EditSupporting Individual Tornado Victims
- Try to contact friends and family affected by the tornado. If you know someone who’s been affected by a tornado, try to get in touch with them as soon as possible to find out if they are okay and what they need. You may be able to contact them by phone or over their social media accounts, but if not, there are a variety of resources that can help:
- Try calling local law enforcement to see if they have information about your loved one.
- Check the American Red Cross Safe and Well System and search for people you know who may have been affected: https://safeandwell.communityos.org/cms/index.php.
- Search for your loved ones using FEMA’s National Emergency Family Registry and Locator System: https://www.fema.gov/national-emergency-family-registry-and-locator-system-fact-sheet.
- Call 1-800-843-5678 (1-800-THE-LOST) for help locating missing children, or visit the Unaccompanied Minors Registry here: https://umr.missingkids.org/umr/reportUMR?execution=e2s1.
- Give financial support if you can.
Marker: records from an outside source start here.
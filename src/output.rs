//! Writing generated files and output path generation

use std::io;
use std::path::{Path, PathBuf};
use thiserror::Error;

/// Error type for output operations
#[derive(Debug, Error)]
pub enum OutputError {
    /// The output directory could not be created
    #[error("cannot create directory '{}': {source}", .path.display())]
    CreateDir {
        path: PathBuf,
        #[source]
        source: io::Error,
    },
    /// Writing the file failed
    #[error("cannot write '{}': {source}", .path.display())]
    Write {
        path: PathBuf,
        #[source]
        source: io::Error,
    },
}

impl OutputError {
    /// Path of the file or directory that failed.
    pub fn path(&self) -> &Path {
        match self {
            OutputError::CreateDir { path, .. } | OutputError::Write { path, .. } => path,
        }
    }
}

/// Write `contents` to `path` in one piece, replacing any previous file.
///
/// Missing parent directories are created first.
pub fn write_text(path: &Path, contents: &str) -> Result<(), OutputError> {
    if let Some(parent) = path.parent() {
        if !parent.as_os_str().is_empty() && !parent.exists() {
            std::fs::create_dir_all(parent)
                .map_err(|source| OutputError::CreateDir { path: parent.to_path_buf(), source })?;
        }
    }

    std::fs::write(path, contents)
        .map_err(|source| OutputError::Write { path: path.to_path_buf(), source })
}

/// Path of the generated source for a sprite: `{out_dir}/{name}.{extension}`.
pub fn source_path(out_dir: &Path, name: &str, extension: &str) -> PathBuf {
    out_dir.join(format!("{}.{}", name, extension))
}

/// Output path for a single converted image.
///
/// | Scenario | Output |
/// |----------|--------|
/// | No `-o` | `{input_dir}/{name}.c` |
/// | `-o dir/` or existing directory | `dir/{name}.c` |
/// | `-o file.c` | `file.c` |
pub fn convert_output_path(input: &Path, name: &str, output_arg: Option<&Path>) -> PathBuf {
    match output_arg {
        Some(output) => {
            let is_dir = output.as_os_str().to_string_lossy().ends_with('/') || output.is_dir();
            if is_dir {
                source_path(output, name, "c")
            } else {
                output.to_path_buf()
            }
        }
        None => {
            let parent = input.parent().unwrap_or(Path::new(""));
            source_path(parent, name, "c")
        }
    }
}

/// Derive a C identifier from an image file name.
///
/// `assets/idle/pet-frame 1.png` becomes `pet_frame_1`; names starting with a
/// digit get a `img_` prefix.
pub fn identifier_from_path(path: &Path) -> String {
    let stem = path.file_stem().and_then(|s| s.to_str()).unwrap_or("image");
    let mut ident: String =
        stem.chars().map(|c| if c.is_ascii_alphanumeric() { c } else { '_' }).collect();
    if ident.is_empty() || ident.starts_with(|c: char| c.is_ascii_digit()) {
        ident.insert_str(0, "img_");
    }
    ident
}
In addition to dealing with the immediate trauma and damage caused by the tornado, many victims find themselves in severe financial difficulty long after the disaster is over. If you want to help someone affected by a tornado, consider helping them out with a little money if you are able to do so.
- If you can’t give much money yourself, look into starting a crowdfunding campaign to help your loved one meet their needs.
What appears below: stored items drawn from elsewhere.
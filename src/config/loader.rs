//! Configuration loading and discovery for `lvsprite.toml`
//!
//! Provides functions to find, load, and merge configuration.

use super::schema::{BuildConfig, HeaderConfig, LvConfig, OutputConfig, ProjectConfig};
use std::env;
use std::fs;
use std::path::{Path, PathBuf};
use thiserror::Error;

/// Name of the project configuration file.
pub const CONFIG_FILE: &str = "lvsprite.toml";

/// Configuration loading error
#[derive(Debug, Error)]
#[non_exhaustive]
pub enum ConfigError {
    /// File I/O error
    #[error("Failed to read config: {0}")]
    Io(#[from] std::io::Error),
    /// TOML parsing error
    #[error("Failed to parse lvsprite.toml: {0}")]
    Parse(#[from] toml::de::Error),
    /// Validation error
    #[error("Config validation failed:\n{}", .0.iter().map(|e| format!("  - {}", e)).collect::<Vec<_>>().join("\n"))]
    Validation(Vec<String>),
}

/// CLI arguments that can override config values
#[derive(Debug, Default, Clone)]
pub struct CliOverrides {
    /// Override input directory
    pub src: Option<PathBuf>,
    /// Override output directory
    pub out: Option<PathBuf>,
    /// Override the header file name
    pub header: Option<String>,
    /// Override the included LVGL header
    pub include: Option<String>,
    /// Continue after decode failures
    pub keep_going: Option<bool>,
}

/// Find lvsprite.toml by walking up from the current working directory.
///
/// # Returns
/// - `Some(path)` if a config file is found
/// - `None` if no config file is found
pub fn find_config() -> Option<PathBuf> {
    env::current_dir().ok().and_then(find_config_from)
}

/// Find lvsprite.toml by walking up from a specific directory.
///
/// This is the internal implementation that allows specifying the start directory,
/// useful for testing.
pub fn find_config_from(start: PathBuf) -> Option<PathBuf> {
    let mut current = start;

    loop {
        let config_path = current.join(CONFIG_FILE);
        if config_path.exists() {
            return Some(config_path);
        }

        if !current.pop() {
            return None;
        }
    }
}

/// Load configuration from a lvsprite.toml file.
///
/// If a path is provided, loads from that file. Otherwise, uses `find_config()`
/// to locate the config file. If no config file is found, returns a default
/// configuration with no sprites.
///
/// # Example
/// ```ignore
/// let config = load_config(Some(Path::new("firmware/lvsprite.toml")))?;
/// ```
pub fn load_config(path: Option<&Path>) -> Result<LvConfig, ConfigError> {
    let config_path = match path {
        Some(p) => Some(p.to_path_buf()),
        None => find_config(),
    };

    match config_path {
        Some(p) => load_config_file(&p),
        None => Ok(default_config()),
    }
}

/// Load configuration from a specific file path.
fn load_config_file(path: &Path) -> Result<LvConfig, ConfigError> {
    let contents = fs::read_to_string(path)?;
    parse_config(&contents)
}

/// Parse and validate configuration text.
pub fn parse_config(contents: &str) -> Result<LvConfig, ConfigError> {
    let config: LvConfig = toml::from_str(contents)?;
    check(&config)?;
    Ok(config)
}

fn check(config: &LvConfig) -> Result<(), ConfigError> {
    let errors = config.validate();
    if errors.is_empty() {
        Ok(())
    } else {
        Err(ConfigError::Validation(errors.into_iter().map(|e| e.to_string()).collect()))
    }
}

/// Create a default configuration when no lvsprite.toml is found.
///
/// The project name is the current directory name; the sprite list is empty.
pub fn default_config() -> LvConfig {
    let project_name = env::current_dir()
        .ok()
        .and_then(|p| p.file_name().map(|n| n.to_string_lossy().into_owned()))
        .unwrap_or_else(|| "unnamed".to_string());

    LvConfig {
        project: ProjectConfig {
            name: project_name,
            src: PathBuf::from("assets"),
            out: PathBuf::from("generated"),
        },
        output: OutputConfig::default(),
        header: HeaderConfig::default(),
        build: BuildConfig::default(),
        sprites: Vec::new(),
        animations: Vec::new(),
    }
}

/// Merge CLI overrides into a configuration.
///
/// CLI arguments take precedence over config file values.
///
/// # Example
/// ```ignore
/// let mut config = load_config(None)?;
/// let overrides = CliOverrides { out: Some(PathBuf::from("src")), ..Default::default() };
/// merge_cli_overrides(&mut config, &overrides)?;
/// ```
pub fn merge_cli_overrides(
    config: &mut LvConfig,
    overrides: &CliOverrides,
) -> Result<(), ConfigError> {
    if let Some(ref src) = overrides.src {
        config.project.src = src.clone();
    }
    if let Some(ref out) = overrides.out {
        config.project.out = out.clone();
    }
    if let Some(ref header) = overrides.header {
        config.header.file = header.clone();
        // A guard derived from the old file name would be misleading.
        config.header.guard = None;
    }
    if let Some(ref include) = overrides.include {
        config.output.include = include.clone();
    }
    if let Some(keep_going) = overrides.keep_going {
        config.build.keep_going = keep_going;
    }

    check(config)
}

/// Get the project root directory from a config file path.
///
/// Returns the parent directory of the lvsprite.toml file.
pub fn project_root(config_path: &Path) -> Option<&Path> {
    config_path.parent()
}

/// Resolve a path relative to the project root.
///
/// If the path is absolute, returns it unchanged.
/// If relative, joins it with the project root.
pub fn resolve_path(project_root: &Path, path: &Path) -> PathBuf {
    if path.is_absolute() {
        path.to_path_buf()
    } else {
        project_root.join(path)
    }
}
- For example, you might start a fund on GoFundMe.com or GiveForward.com to raise money for a loved one’s medical expenses if they were injured in the tornado.
- You can also help connect them with disaster-related financial assistance resources, like the U.S. government’s disaster relief program at DisasterAssistance.gov.
- Offer shelter if you’re able to. Tornadoes can cause devastating damage to people’s property, destroying homes, leaving large areas flooded or without power or water, or creating hazards such as downed powerlines and structural instability. If you know someone who’s been left homeless after a tornado or needs a place to stay while repairs are being done, consider taking them in for a while.
- If you can’t provide shelter yourself, you may be able to help connect survivors with temporary shelter options in their area. For example, in the U.S., you can text SHELTER and the person’s zip code to 43362 (4FEMA) to find nearby options.
- Help them replace lost items. After a tornado, your friends or loved ones may be faced with the task of replacing some or all of their furniture and appliances. Ask them which items they need and whether you can help by purchasing some of those items for them.
- Work with them to create an online wish list so that you and other friends or relatives can purchase the specific items they need based on the list.
- Be emotionally supportive. The emotional aftermath of a tornado or other natural disaster can be devastating. In addition to needing practical help, many tornado victims will need emotional support to help them cope with the stress of what they’ve been through. Reach out to loved ones affected by the tornado and let them know you are there if they need to talk.
- Common signs of disaster-related distress include feelings of anxiety, fear, disbelief, or emotional numbness, difficulty concentrating, changes in energy or activity levels, and difficulty sleeping. Some people also have physical symptoms such as headaches, body pains, and indigestion.
- If someone you know is experiencing an emotional or mental health crisis after a tornado, call the Substance Abuse and Mental Health Services Administration’s Disaster Distress hotline at 1-800-985-5990 or text TalkWithUs to 66746.